Task inputs |
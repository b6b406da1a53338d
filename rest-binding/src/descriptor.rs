//! Endpoint descriptor table
//!
//! Endpoint types are described once at startup with a builder API instead
//! of being discovered by introspection. A [`TypeDescriptor`] carries its
//! type-level annotations, its declared methods, the interfaces it implements
//! and its superclass. The collector walks this table.
//!
//! # Example
//!
//! ```rust,ignore
//! use rest_binding::descriptor::*;
//! use rest_binding::TypeRef;
//!
//! let echo_api = TypeDescriptor::interface("InterfaceRest")
//!     .annotate(Annotation::path("interface"))
//!     .annotate(Annotation::produces(["application/json"]))
//!     .method(
//!         MethodDescriptor::new("echo")
//!             .returns(TypeRef::string())
//!             .annotate(Annotation::Get)
//!             .annotate(Annotation::path("echo"))
//!             .annotate(Annotation::consumes(["application/json"]))
//!             .param(ParamDescriptor::new(TypeRef::string()).query("name")),
//!     )
//!     .build();
//!
//! let echo_impl = TypeDescriptor::class("InterfaceRestImpl")
//!     .implements(echo_api)
//!     .method(MethodDescriptor::new("echo").param(ParamDescriptor::new(TypeRef::string())))
//!     .build();
//! ```

use crate::types::{HttpMethod, TypeRef};
use std::sync::Arc;

// =============================================================================
// Annotations
// =============================================================================

/// Type- or method-level route annotation.
#[derive(Debug, Clone, PartialEq, Eq)]
pub enum Annotation {
    /// Path or sub-path of the route
    Path(String),
    Get,
    Post,
    Put,
    Delete,
    Patch,
    Head,
    Options,
    Trace,
    Connect,
    /// Method given by name, resolved when the route is built
    HttpMethod(String),
    /// Media types the route accepts
    Consumes(Vec<String>),
    /// Media types the route produces
    Produces(Vec<String>),
    /// Free-form marker looked up by `get_class_with_annotation`
    Marker(String),
}

impl Annotation {
    pub fn path(path: impl Into<String>) -> Self {
        Self::Path(path.into())
    }

    pub fn consumes<I, S>(media_types: I) -> Self
    where
        I: IntoIterator<Item = S>,
        S: Into<String>,
    {
        Self::Consumes(media_types.into_iter().map(Into::into).collect())
    }

    pub fn produces<I, S>(media_types: I) -> Self
    where
        I: IntoIterator<Item = S>,
        S: Into<String>,
    {
        Self::Produces(media_types.into_iter().map(Into::into).collect())
    }

    pub fn marker(name: impl Into<String>) -> Self {
        Self::Marker(name.into())
    }

    /// The HTTP method this annotation declares, for the fixed method markers.
    pub fn http_method(&self) -> Option<HttpMethod> {
        match self {
            Self::Get => Some(HttpMethod::Get),
            Self::Post => Some(HttpMethod::Post),
            Self::Put => Some(HttpMethod::Put),
            Self::Delete => Some(HttpMethod::Delete),
            Self::Patch => Some(HttpMethod::Patch),
            Self::Head => Some(HttpMethod::Head),
            Self::Options => Some(HttpMethod::Options),
            Self::Trace => Some(HttpMethod::Trace),
            Self::Connect => Some(HttpMethod::Connect),
            _ => None,
        }
    }
}

/// Parameter-level binding annotation.
#[derive(Debug, Clone, PartialEq, Eq)]
pub enum ParamAnnotation {
    Path(String),
    Query(String),
    Header(String),
    Cookie(String),
    Form(String),
    Matrix(String),
    Body,
    Bean,
    Context,
    /// Skip percent-decoding of query values
    Raw,
    /// Value used when the request carries none
    DefaultValue(String),
    /// Explicit positional index for regular-expression paths
    PathIndex(usize),
    /// Convert into this type instead of the declared one
    DataType(TypeRef),
    /// Named value reader override
    Reader(String),
    /// Named context provider override
    ContextProvider(String),
    /// Metadata only, never bound as an argument
    Descriptive,
}

impl ParamAnnotation {
    /// Returns true if this annotation selects the parameter kind.
    pub fn is_kind(&self) -> bool {
        matches!(
            self,
            Self::Path(_)
                | Self::Query(_)
                | Self::Header(_)
                | Self::Cookie(_)
                | Self::Form(_)
                | Self::Matrix(_)
                | Self::Body
                | Self::Bean
                | Self::Context
        )
    }
}

// =============================================================================
// Descriptors
// =============================================================================

/// Shape of a described type.
#[derive(Debug, Clone, Copy, PartialEq, Eq)]
pub enum TypeKind {
    Class,
    AbstractClass,
    Interface,
}

/// Method modifiers relevant to route eligibility.
#[derive(Debug, Clone, Copy, PartialEq, Eq)]
pub struct Modifiers {
    pub public: bool,
    pub is_final: bool,
    pub native: bool,
    pub is_abstract: bool,
}

impl Default for Modifiers {
    fn default() -> Self {
        Self {
            public: true,
            is_final: false,
            native: false,
            is_abstract: false,
        }
    }
}

/// One declared parameter of a method.
#[derive(Debug, Clone, PartialEq, Eq)]
pub struct ParamDescriptor {
    pub declared_type: TypeRef,
    pub annotations: Vec<ParamAnnotation>,
}

impl ParamDescriptor {
    pub fn new(declared_type: TypeRef) -> Self {
        Self {
            declared_type,
            annotations: Vec::new(),
        }
    }

    pub fn annotate(mut self, annotation: ParamAnnotation) -> Self {
        self.annotations.push(annotation);
        self
    }

    pub fn path(self, name: impl Into<String>) -> Self {
        self.annotate(ParamAnnotation::Path(name.into()))
    }

    pub fn query(self, name: impl Into<String>) -> Self {
        self.annotate(ParamAnnotation::Query(name.into()))
    }

    pub fn header(self, name: impl Into<String>) -> Self {
        self.annotate(ParamAnnotation::Header(name.into()))
    }

    pub fn cookie(self, name: impl Into<String>) -> Self {
        self.annotate(ParamAnnotation::Cookie(name.into()))
    }

    pub fn form(self, name: impl Into<String>) -> Self {
        self.annotate(ParamAnnotation::Form(name.into()))
    }

    pub fn matrix(self, name: impl Into<String>) -> Self {
        self.annotate(ParamAnnotation::Matrix(name.into()))
    }

    pub fn body(self) -> Self {
        self.annotate(ParamAnnotation::Body)
    }

    pub fn bean(self) -> Self {
        self.annotate(ParamAnnotation::Bean)
    }

    pub fn context(self) -> Self {
        self.annotate(ParamAnnotation::Context)
    }

    pub fn raw(self) -> Self {
        self.annotate(ParamAnnotation::Raw)
    }

    pub fn default_value(self, value: impl Into<String>) -> Self {
        self.annotate(ParamAnnotation::DefaultValue(value.into()))
    }

    pub fn data_type(self, data_type: TypeRef) -> Self {
        self.annotate(ParamAnnotation::DataType(data_type))
    }

    pub fn reader(self, name: impl Into<String>) -> Self {
        self.annotate(ParamAnnotation::Reader(name.into()))
    }

    pub fn context_provider(self, name: impl Into<String>) -> Self {
        self.annotate(ParamAnnotation::ContextProvider(name.into()))
    }

    pub fn descriptive(self) -> Self {
        self.annotate(ParamAnnotation::Descriptive)
    }
}

/// A method of an endpoint type.
///
/// `declaring_type` and `in_interface` are filled in by the owning
/// [`TypeBuilder`].
#[derive(Debug, Clone, PartialEq, Eq)]
pub struct MethodDescriptor {
    pub name: String,
    pub declaring_type: String,
    pub in_interface: bool,
    pub modifiers: Modifiers,
    pub params: Vec<ParamDescriptor>,
    pub return_type: Option<TypeRef>,
    pub annotations: Vec<Annotation>,
}

impl MethodDescriptor {
    pub fn new(name: impl Into<String>) -> Self {
        Self {
            name: name.into(),
            declaring_type: String::new(),
            in_interface: false,
            modifiers: Modifiers::default(),
            params: Vec::new(),
            return_type: None,
            annotations: Vec::new(),
        }
    }

    pub fn annotate(mut self, annotation: Annotation) -> Self {
        self.annotations.push(annotation);
        self
    }

    pub fn param(mut self, param: ParamDescriptor) -> Self {
        self.params.push(param);
        self
    }

    pub fn returns(mut self, return_type: TypeRef) -> Self {
        self.return_type = Some(return_type);
        self
    }

    pub fn modifiers(mut self, modifiers: Modifiers) -> Self {
        self.modifiers = modifiers;
        self
    }

    pub fn mark_private(mut self) -> Self {
        self.modifiers.public = false;
        self
    }

    pub fn mark_final(mut self) -> Self {
        self.modifiers.is_final = true;
        self
    }

    pub fn mark_native(mut self) -> Self {
        self.modifiers.native = true;
        self
    }

    pub fn mark_abstract(mut self) -> Self {
        self.modifiers.is_abstract = true;
        self
    }

    /// Declared parameter types, in order.
    pub fn param_types(&self) -> impl Iterator<Item = &TypeRef> {
        self.params.iter().map(|p| &p.declared_type)
    }

    pub fn arity(&self) -> usize {
        self.params.len()
    }
}

/// A described endpoint type: class, abstract class or interface.
#[derive(Debug, Clone, PartialEq, Eq)]
pub struct TypeDescriptor {
    pub name: String,
    pub kind: TypeKind,
    pub annotations: Vec<Annotation>,
    pub interfaces: Vec<Arc<TypeDescriptor>>,
    pub superclass: Option<Arc<TypeDescriptor>>,
    pub methods: Vec<Arc<MethodDescriptor>>,
}

impl TypeDescriptor {
    pub fn class(name: impl Into<String>) -> TypeBuilder {
        TypeBuilder::new(name, TypeKind::Class)
    }

    pub fn abstract_class(name: impl Into<String>) -> TypeBuilder {
        TypeBuilder::new(name, TypeKind::AbstractClass)
    }

    pub fn interface(name: impl Into<String>) -> TypeBuilder {
        TypeBuilder::new(name, TypeKind::Interface)
    }

    pub fn is_interface(&self) -> bool {
        self.kind == TypeKind::Interface
    }

    /// Returns true if a marker annotation with this name is present.
    pub fn has_marker(&self, marker: &str) -> bool {
        self.annotations
            .iter()
            .any(|a| matches!(a, Annotation::Marker(name) if name == marker))
    }
}

/// Builder for [`TypeDescriptor`].
#[derive(Debug)]
pub struct TypeBuilder {
    inner: TypeDescriptor,
}

impl TypeBuilder {
    fn new(name: impl Into<String>, kind: TypeKind) -> Self {
        Self {
            inner: TypeDescriptor {
                name: name.into(),
                kind,
                annotations: Vec::new(),
                interfaces: Vec::new(),
                superclass: None,
                methods: Vec::new(),
            },
        }
    }

    #[must_use = "This method returns a new TypeBuilder and does not modify self"]
    pub fn annotate(mut self, annotation: Annotation) -> Self {
        self.inner.annotations.push(annotation);
        self
    }

    /// Add a directly implemented interface. Declaration order is kept.
    #[must_use = "This method returns a new TypeBuilder and does not modify self"]
    pub fn implements(mut self, interface: Arc<TypeDescriptor>) -> Self {
        self.inner.interfaces.push(interface);
        self
    }

    #[must_use = "This method returns a new TypeBuilder and does not modify self"]
    pub fn extends(mut self, superclass: Arc<TypeDescriptor>) -> Self {
        self.inner.superclass = Some(superclass);
        self
    }

    /// Declare a method. Methods declared by an interface are abstract.
    #[must_use = "This method returns a new TypeBuilder and does not modify self"]
    pub fn method(mut self, mut method: MethodDescriptor) -> Self {
        method.declaring_type = self.inner.name.clone();
        method.in_interface = self.inner.kind == TypeKind::Interface;
        if method.in_interface {
            method.modifiers.is_abstract = true;
        }
        self.inner.methods.push(Arc::new(method));
        self
    }

    pub fn build(self) -> Arc<TypeDescriptor> {
        Arc::new(self.inner)
    }
}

Exercise brief | In the listing above, locate the line containing "self.modifiers.native = true;" and the line containing "pub fn arity(&self)". Extract those two lines and every line between them, exactly as written, and only those.

Solution for this exercise |
        self.modifiers.native = true;
        self
    }

    pub fn mark_abstract(mut self) -> Self {
        self.modifiers.is_abstract = true;
        self
    }

    /// Declared parameter types, in order.
    pub fn param_types(&self) -> impl Iterator<Item = &TypeRef> {
        self.params.iter().map(|p| &p.declared_type)
    }

    pub fn arity(&self) -> usize {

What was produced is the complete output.